August 1 – “The incurable optimist”

Another busy work day yesterday.  The True Love Waits weekend is coming up this Saturday.  I’m sharing the teaching load with our youth intern, so I still have quite a bit of preparation to do.  She is almost as big on pre-event planning as I am, so that means these next few days are going to be really full.  I finished the general picture of the teaching sessions.  Now I have to go back and flesh out each individual small group time I will have with the guys while Kelly teaches the girls.  We also have to plan out the detail stuff like food and sleeping arrangements, the worship times, as well as whatever extra fun stuff we want to do.  How hard could it be?  We still have three days.  And I only have the Sunday sermon and the Thursday Bible study to prepare for beyond that. 
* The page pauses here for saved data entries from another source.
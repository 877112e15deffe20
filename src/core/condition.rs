//! Conditions: named facts about the system that can be checked.
//!
//! A condition is the unit the engine waits on. Implementations usually
//! inspect some external state (a view hierarchy, a flag, a counter); the
//! engine only relies on the [`Condition`] contract.

use serde::{Deserialize, Serialize};
use std::fmt;
use std::sync::Arc;

/// Shared handle to a condition.
///
/// Conditions are immutable once declared, so the same handle can appear in
/// a state's elements and in any number of wait-sets.
pub type SharedCondition = Arc<dyn Condition>;

/// Outcome class of a single condition check.
#[derive(Clone, Copy, PartialEq, Eq, Hash, Debug, Serialize, Deserialize)]
pub enum StatusKind {
    /// The fact holds.
    Fulfilled,
    /// The fact does not hold yet.
    NotFulfilled,
    /// The check itself failed; waiting longer will not help.
    Error,
}

impl StatusKind {
    /// Short tag used in diagnostic tables.
    pub fn tag(&self) -> &'static str {
        match self {
            Self::Fulfilled => "OK",
            Self::NotFulfilled => "NO",
            Self::Error => "ERR",
        }
    }
}

/// Result of checking a condition once.
///
/// # Example
///
/// ```rust
/// use transit::core::ConditionStatus;
///
/// let status = ConditionStatus::not_fulfilled_with("button hidden");
/// assert!(!status.is_fulfilled());
/// assert_eq!(status.message(), Some("button hidden"));
///
/// assert!(ConditionStatus::from_bool(true).is_fulfilled());
/// ```
#[derive(Clone, PartialEq, Eq, Debug, Serialize, Deserialize)]
pub struct ConditionStatus {
    kind: StatusKind,
    message: Option<String>,
}

impl ConditionStatus {
    pub fn fulfilled() -> Self {
        Self {
            kind: StatusKind::Fulfilled,
            message: None,
        }
    }

    pub fn fulfilled_with(message: impl Into<String>) -> Self {
        Self {
            kind: StatusKind::Fulfilled,
            message: Some(message.into()),
        }
    }

    pub fn not_fulfilled() -> Self {
        Self {
            kind: StatusKind::NotFulfilled,
            message: None,
        }
    }

    pub fn not_fulfilled_with(message: impl Into<String>) -> Self {
        Self {
            kind: StatusKind::NotFulfilled,
            message: Some(message.into()),
        }
    }

    pub fn error(message: impl Into<String>) -> Self {
        Self {
            kind: StatusKind::Error,
            message: Some(message.into()),
        }
    }

    pub fn from_bool(fulfilled: bool) -> Self {
        if fulfilled {
            Self::fulfilled()
        } else {
            Self::not_fulfilled()
        }
    }

    pub fn kind(&self) -> StatusKind {
        self.kind
    }

    pub fn message(&self) -> Option<&str> {
        self.message.as_deref()
    }

    pub fn is_fulfilled(&self) -> bool {
        self.kind == StatusKind::Fulfilled
    }

    pub fn is_error(&self) -> bool {
        self.kind == StatusKind::Error
    }
}

impl fmt::Display for ConditionStatus {
    fn fmt(&self, f: &mut fmt::Formatter<'_>) -> fmt::Result {
        match &self.message {
            Some(message) => write!(f, "[{}] {}", self.kind.tag(), message),
            None => write!(f, "[{}]", self.kind.tag()),
        }
    }
}

/// A checkable fact about the system.
///
/// `check` must be cheap and side-effect free: it is re-sampled at every
/// poll tick. `on_start_monitoring` and `on_stop_monitoring` bracket the
/// period during which the condition is part of an in-flight transition and
/// always come in pairs.
pub trait Condition: Send + Sync {
    /// Human-readable description, also the default element id.
    fn description(&self) -> String;

    /// Check whether the fact currently holds.
    fn check(&self) -> ConditionStatus;

    /// Called once before the transition's trigger runs.
    fn on_start_monitoring(&self) {}

    /// Called once after the wait ends, whatever its outcome.
    fn on_stop_monitoring(&self) {}
}

impl fmt::Debug for dyn Condition {
    fn fmt(&self, f: &mut fmt::Formatter<'_>) -> fmt::Result {
        f.debug_struct("Condition")
            .field("description", &self.description())
            .finish()
    }
}

/// Condition backed by a closure.
///
/// # Example
///
/// ```rust
/// use std::sync::atomic::{AtomicBool, Ordering};
/// use std::sync::Arc;
/// use transit::core::{Condition, FnCondition};
///
/// let shown = Arc::new(AtomicBool::new(false));
/// let flag = Arc::clone(&shown);
/// let condition = FnCondition::predicate("dialog shown", move || flag.load(Ordering::SeqCst));
///
/// assert!(!condition.check().is_fulfilled());
/// shown.store(true, Ordering::SeqCst);
/// assert!(condition.check().is_fulfilled());
/// ```
pub struct FnCondition {
    description: String,
    check: Box<dyn Fn() -> ConditionStatus + Send + Sync>,
}

impl FnCondition {
    /// Create a condition from a closure returning a full status.
    pub fn new<F>(description: impl Into<String>, check: F) -> Self
    where
        F: Fn() -> ConditionStatus + Send + Sync + 'static,
    {
        Self {
            description: description.into(),
            check: Box::new(check),
        }
    }

    /// Create a condition from a boolean predicate.
    pub fn predicate<F>(description: impl Into<String>, predicate: F) -> Self
    where
        F: Fn() -> bool + Send + Sync + 'static,
    {
        Self::new(description, move || ConditionStatus::from_bool(predicate()))
    }

    /// Wrap into a [`SharedCondition`].
    pub fn shared(self) -> SharedCondition {
        Arc::new(self)
    }
}

impl Condition for FnCondition {
    fn description(&self) -> String {
        self.description.clone()
    }

    fn check(&self) -> ConditionStatus {
        (self.check)()
    }
}

/// Holds when `inner` holds, or trivially when `gate` does not.
///
/// The gate is evaluated at every check, so an element can become expected
/// mid-wait.
pub struct GatedCondition {
    inner: SharedCondition,
    gate: SharedCondition,
}

impl GatedCondition {
    pub fn new(inner: SharedCondition, gate: SharedCondition) -> Self {
        Self { inner, gate }
    }
}

impl Condition for GatedCondition {
    fn description(&self) -> String {
        format!("{} (gated by: {})", self.inner.description(), self.gate.description())
    }

    fn check(&self) -> ConditionStatus {
        let gate = self.gate.check();
        match gate.kind() {
            StatusKind::Fulfilled => self.inner.check(),
            StatusKind::NotFulfilled => ConditionStatus::fulfilled_with("gate not open"),
            StatusKind::Error => gate,
        }
    }

    fn on_start_monitoring(&self) {
        self.gate.on_start_monitoring();
        self.inner.on_start_monitoring();
    }

    fn on_stop_monitoring(&self) {
        self.inner.on_stop_monitoring();
        self.gate.on_stop_monitoring();
    }
}

/// Holds when `inner` does not. Errors pass through unchanged.
pub struct NegatedCondition {
    inner: SharedCondition,
}

impl NegatedCondition {
    pub fn new(inner: SharedCondition) -> Self {
        Self { inner }
    }
}

impl Condition for NegatedCondition {
    fn description(&self) -> String {
        format!("Not: {}", self.inner.description())
    }

    fn check(&self) -> ConditionStatus {
        let status = self.inner.check();
        let message = status.message().map(str::to_owned);
        match (status.kind(), message) {
            (StatusKind::Error, _) => status,
            (StatusKind::Fulfilled, Some(m)) => ConditionStatus::not_fulfilled_with(m),
            (StatusKind::Fulfilled, None) => ConditionStatus::not_fulfilled(),
            (StatusKind::NotFulfilled, Some(m)) => ConditionStatus::fulfilled_with(m),
            (StatusKind::NotFulfilled, None) => ConditionStatus::fulfilled(),
        }
    }

    fn on_start_monitoring(&self) {
        self.inner.on_start_monitoring();
    }

    fn on_stop_monitoring(&self) {
        self.inner.on_stop_monitoring();
    }
}
impl ConditionStatusTable {
    pub fn from_waits(waits: &[ConditionWait]) -> Self {
        let rows = waits
            .iter()
            .enumerate()
            .map(|(index, wait)| ConditionStatusRow {
                index: index + 1,
                origin: wait.origin(),
                element_id: wait.element_id().map(str::to_owned),
                description: wait.description().to_string(),
                fulfilled: wait.is_fulfilled(),
                status: wait.latest().cloned(),
                history: wait.history().to_vec(),
            })
            .collect();
        Self { rows }
    }

    pub fn rows(&self) -> &[ConditionStatusRow] {
        &self.rows
    }

    pub fn all_fulfilled(&self) -> bool {
        self.rows.iter().all(|r| r.fulfilled)
    }

    pub fn unfulfilled(&self) -> impl Iterator<Item = &ConditionStatusRow> {
        self.rows.iter().filter(|r| !r.fulfilled)
    }

    /// Rows with the given origin tag.
    pub fn with_origin(&self, origin: OriginTag) -> impl Iterator<Item = &ConditionStatusRow> {
        self.rows.iter().filter(move |r| r.origin == origin)
    }

    pub fn to_json(&self) -> Result<String, serde_json::Error> {
        serde_json::to_string_pretty(self)
    }
}

impl fmt::Display for ConditionStatusTable {
    fn fmt(&self, f: &mut fmt::Formatter<'_>) -> fmt::Result {
        if self.rows.is_empty() {
            return writeln!(f, "    (no conditions)");
        }
        for row in &self.rows {
            let tag = match (&row.status, row.fulfilled) {
                (None, _) => "--",
                (Some(_), true) => "OK",
                (Some(status), false) => status.kind().tag(),
            };
            write!(
                f,
                "  {:>3}. [{:<10}] [{:<3}] {}",
                row.index,
                row.origin.name(),
                tag,
                row.description
            )?;
            if let Some(message) = row.status.as_ref().and_then(ConditionStatus::message) {
                write!(f, ": {}", message)?;
            }
            writeln!(f)?;
            for run in &row.history {
                writeln!(f, "         {}", run)?;
            }
        }
        Ok(())
    }
}
//! Station Tour
//!
//! This example walks a simulated app through its screens.
//!
//! Key concepts:
//! - Entering the first station through an entry point
//! - Trips between stations
//! - Checking in and out of a facility (a dialog)
//! - Reading the diagnostic dump of a failed transition
//!
//! Run with: cargo run --example station_tour

use std::sync::atomic::{AtomicBool, Ordering};
use std::sync::Arc;
use transit::core::SharedCondition;
use transit::{
    FnCondition, TransitConfig, TransitError, TransitSession, TransitionBuilder, TransitionOptions,
};

/// A screen element of the simulated app.
#[derive(Clone)]
struct Widget(Arc<AtomicBool>);

impl Widget {
    fn new(visible: bool) -> Self {
        Self(Arc::new(AtomicBool::new(visible)))
    }

    fn show(&self) {
        self.0.store(true, Ordering::SeqCst);
    }

    fn hide(&self) {
        self.0.store(false, Ordering::SeqCst);
    }

    fn visible(&self, id: &str) -> SharedCondition {
        let widget = self.clone();
        FnCondition::predicate(id, move || widget.0.load(Ordering::SeqCst)).shared()
    }
}

fn main() -> Result<(), TransitError> {
    println!("=== Station Tour ===\n");

    let config = TransitConfig {
        default_timeout_ms: 500,
        poll_interval_ms: 10,
        ..TransitConfig::default()
    };
    let mut session = TransitSession::new(config)?;

    let login_form = Widget::new(false);
    let inbox_list = Widget::new(false);
    let compose_dialog = Widget::new(false);
    let never_shown = Widget::new(false);

    let login = session.create_station("Login", |e| {
        e.declare_element(login_form.visible("login-form"));
    })?;
    let inbox = session.create_station("Inbox", |e| {
        e.declare_element(inbox_list.visible("inbox-list"));
    })?;
    let compose = session.create_facility(inbox, "Compose", |e| {
        e.declare_element(compose_dialog.visible("compose-dialog"));
    })?;
    let settings = session.create_station("Settings", |e| {
        e.declare_element(never_shown.visible("settings-title"));
    })?;

    // App launch
    let arrival = session.enter_entry_point(login, || login_form.show())?;
    println!("Launched into {}", session.state(login).map_or("?", |s| s.name()));
    println!("{}", arrival.report);

    // Log in: the form must disappear and the inbox must appear
    let arrival = session.travel_to(login, inbox, || {
        login_form.hide();
        inbox_list.show();
    })?;
    println!("Logged in after {}ms", arrival.elapsed.as_millis());
    println!("{}", arrival.report);

    // Open and close a dialog on top of the inbox
    session.enter_facility(inbox, compose, || compose_dialog.show())?;
    println!("Compose dialog open, inbox still active: {:?}", session.active_station());
    session.exit_facility(inbox, compose, || compose_dialog.hide())?;
    println!("Compose dialog closed\n");

    // A trigger that never takes effect
    let broken = TransitionBuilder::trip()
        .from(inbox)
        .to(settings)
        .options(TransitionOptions::new().with_tries(2).with_timeout_ms(100))
        .build()?;
    match session.execute(broken, || {}) {
        Ok(_) => println!("Unexpected arrival at settings"),
        Err(err) => {
            println!("Trip to settings failed as expected:");
            println!("{}", err);
            if let Some(failure) = err.failure() {
                let missing: Vec<_> = failure
                    .report
                    .unfulfilled()
                    .map(|row| row.description.as_str())
                    .collect();
                println!("Still waiting for: {}", missing.join(", "));
            }
        }
    }

    println!("\n=== Example Complete ===");
    Ok(())
}
//! Property-based tests for phases, wait-sets and retries.
//!
//! These tests use proptest to verify properties hold across
//! many randomly generated inputs.

use proptest::prelude::*;
use std::collections::{BTreeMap, HashSet};
use std::sync::atomic::{AtomicBool, Ordering};
use std::sync::Arc;
use transit::builder::{ElementsBuilder, TransitionBuilder};
use transit::config::TransitConfig;
use transit::core::{Elements, FnCondition, Phase};
use transit::engine::{
    active_stations, compute_wait_set, ConditionWait, ManualClock, OriginTag, TransitSession,
    TransitionOptions,
};

fn arbitrary_phase() -> impl Strategy<Value = Phase> {
    prop::sample::select(Phase::ORDER.to_vec())
}

/// Element ids mapped to whether the element is logical.
fn arbitrary_declarations() -> impl Strategy<Value = BTreeMap<u8, bool>> {
    prop::collection::btree_map(0..8u8, any::<bool>(), 0..6)
}

fn elements(name: &str, declarations: &BTreeMap<u8, bool>) -> Elements {
    let mut builder = ElementsBuilder::new(name);
    for (id, logical) in declarations {
        let condition = FnCondition::predicate(format!("e{}", id), || true).shared();
        if *logical {
            builder.declare_logical_element(condition);
        } else {
            builder.declare_element(condition);
        }
    }
    builder.build().unwrap()
}

fn ids(waits: &[ConditionWait], origin: OriginTag) -> HashSet<String> {
    waits
        .iter()
        .filter(|w| w.origin() == origin)
        .filter_map(|w| w.element_id().map(str::to_owned))
        .collect()
}

fn manual_session() -> TransitSession {
    let config = TransitConfig {
        default_timeout_ms: 20,
        poll_interval_ms: 10,
        ..TransitConfig::default()
    };
    TransitSession::with_clock(config, Arc::new(ManualClock::new())).unwrap()
}

proptest! {
    #[test]
    fn phase_only_advances_to_next(from in arbitrary_phase(), to in arbitrary_phase()) {
        prop_assert_eq!(from.can_advance_to(to), from.next() == Some(to));
    }

    #[test]
    fn exit_waits_skip_ids_the_destination_declares(
        origin in arbitrary_declarations(),
        destination in arbitrary_declarations(),
    ) {
        let leaving = elements("Origin", &origin);
        let entering = elements("Destination", &destination);

        let waits = compute_wait_set(&entering, &leaving, &entering.element_ids(), &[]);

        let expected_exits: HashSet<String> = origin
            .iter()
            .filter(|(id, logical)| !**logical && !destination.contains_key(*id))
            .map(|(id, _)| format!("e{}", id))
            .collect();
        let expected_enters: HashSet<String> =
            destination.keys().map(|id| format!("e{}", id)).collect();

        prop_assert_eq!(ids(&waits, OriginTag::Exit), expected_exits);
        prop_assert_eq!(ids(&waits, OriginTag::Enter), expected_enters);
        prop_assert_eq!(waits.len(), destination.len() + ids(&waits, OriginTag::Exit).len());
    }

    #[test]
    fn trips_keep_phases_monotonic_and_one_station_active(
        stations in 2..6usize,
        route in prop::collection::vec(0..6usize, 0..10),
    ) {
        let mut session = manual_session();
        let created: Vec<_> = (0..stations)
            .map(|i| session.create_station(format!("S{}", i), |_| {}).unwrap())
            .collect();
        session.enter_entry_point(created[0], || {}).unwrap();

        for next in route {
            let current = session.active_station().unwrap();
            let next = created[next % stations];
            let accepted = session.phase(next).unwrap() == Phase::New;
            prop_assert_eq!(session.travel_to(current, next, || {}).is_ok(), accepted);

            prop_assert_eq!(active_stations(session.states()).len(), 1);
            for state in session.states() {
                prop_assert!(state.history().is_monotonic());
                let path = state.history().get_path();
                prop_assert_eq!(&path[..], &Phase::ORDER[..path.len()]);
            }
        }
    }

    #[test]
    fn trigger_runs_exactly_tries_times_on_failure(tries in 1..6u32) {
        let mut session = manual_session();
        let station = session
            .create_station("Never", |e| {
                e.declare_element(FnCondition::predicate("never", || false).shared());
            })
            .unwrap();
        let transition = TransitionBuilder::trip()
            .to(station)
            .options(TransitionOptions::new().with_tries(tries))
            .build()
            .unwrap();

        let mut triggered = 0;
        let err = session.execute(transition, || triggered += 1).unwrap_err();

        prop_assert_eq!(triggered, tries);
        prop_assert_eq!(err.failure().unwrap().attempts, tries);
    }

    #[test]
    fn trigger_stops_once_a_try_succeeds(tries in 1..6u32, works_on in 1..6u32) {
        prop_assume!(works_on <= tries);
        let mut session = manual_session();
        let ready = Arc::new(AtomicBool::new(false));
        let shown = Arc::clone(&ready);
        let station = session
            .create_station("Flaky", |e| {
                e.declare_element(
                    FnCondition::predicate("flaky", move || shown.load(Ordering::SeqCst)).shared(),
                );
            })
            .unwrap();
        let transition = TransitionBuilder::trip()
            .to(station)
            .options(TransitionOptions::new().with_tries(tries))
            .build()
            .unwrap();

        let mut triggered = 0;
        let arrival = session
            .execute(transition, || {
                triggered += 1;
                if triggered == works_on {
                    ready.store(true, Ordering::SeqCst);
                }
            })
            .unwrap();

        prop_assert_eq!(triggered, works_on);
        prop_assert_eq!(arrival.attempts, works_on);
    }
}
Maybe I can get some of it done during the ride to Houston today.  I’m going to get my first shot of the new medication attempt from the rheumatologist.  Yeah, shot.  WooHoo.  I’m so excited.  At least it’s a sample so I don’t have to pay for it.  And it just may work.  I am after all an incurable optimist in the mornings.  Maybe incurable is not the right word to use there.  Maybe irrepressible.  That sounds good.  Or incorrigible.  Oh, well.  I just hope it works.

The bank sent some more yard guys out yesterday to mow the grass at the abandoned house next door.  Different ones again.  These guys at least made an attempt to trim back some of the trees and bushes.  I went out to talk to them.  They said they were specifically hired to trim everything away from the house.  They thought it was rather silly, though, since the new posting on the door said that the city was going to tear house down.  Good point.  But they were going to do what they were getting paid to do, so he pulled out his trusty camera and chronicled the effort.  If they keep this up, maybe it will look nice when the bulldozers get here. 

Psalms 18:33-36 says, “He makes my feet like the feet of a deer; he enables me to stand on the heights.  He trains my hands for battle; my arms can bend a bow of bronze.  You give me your shield of victory, and your right hand sustains me; you stoop down to make me great.  You broaden the path beneath me, so that my ankles do not turn.”

Father, that sounds like a great verse for the Olympians, especially the part about not turning their ankles.  Keep them all healthy as they compete.  Amen.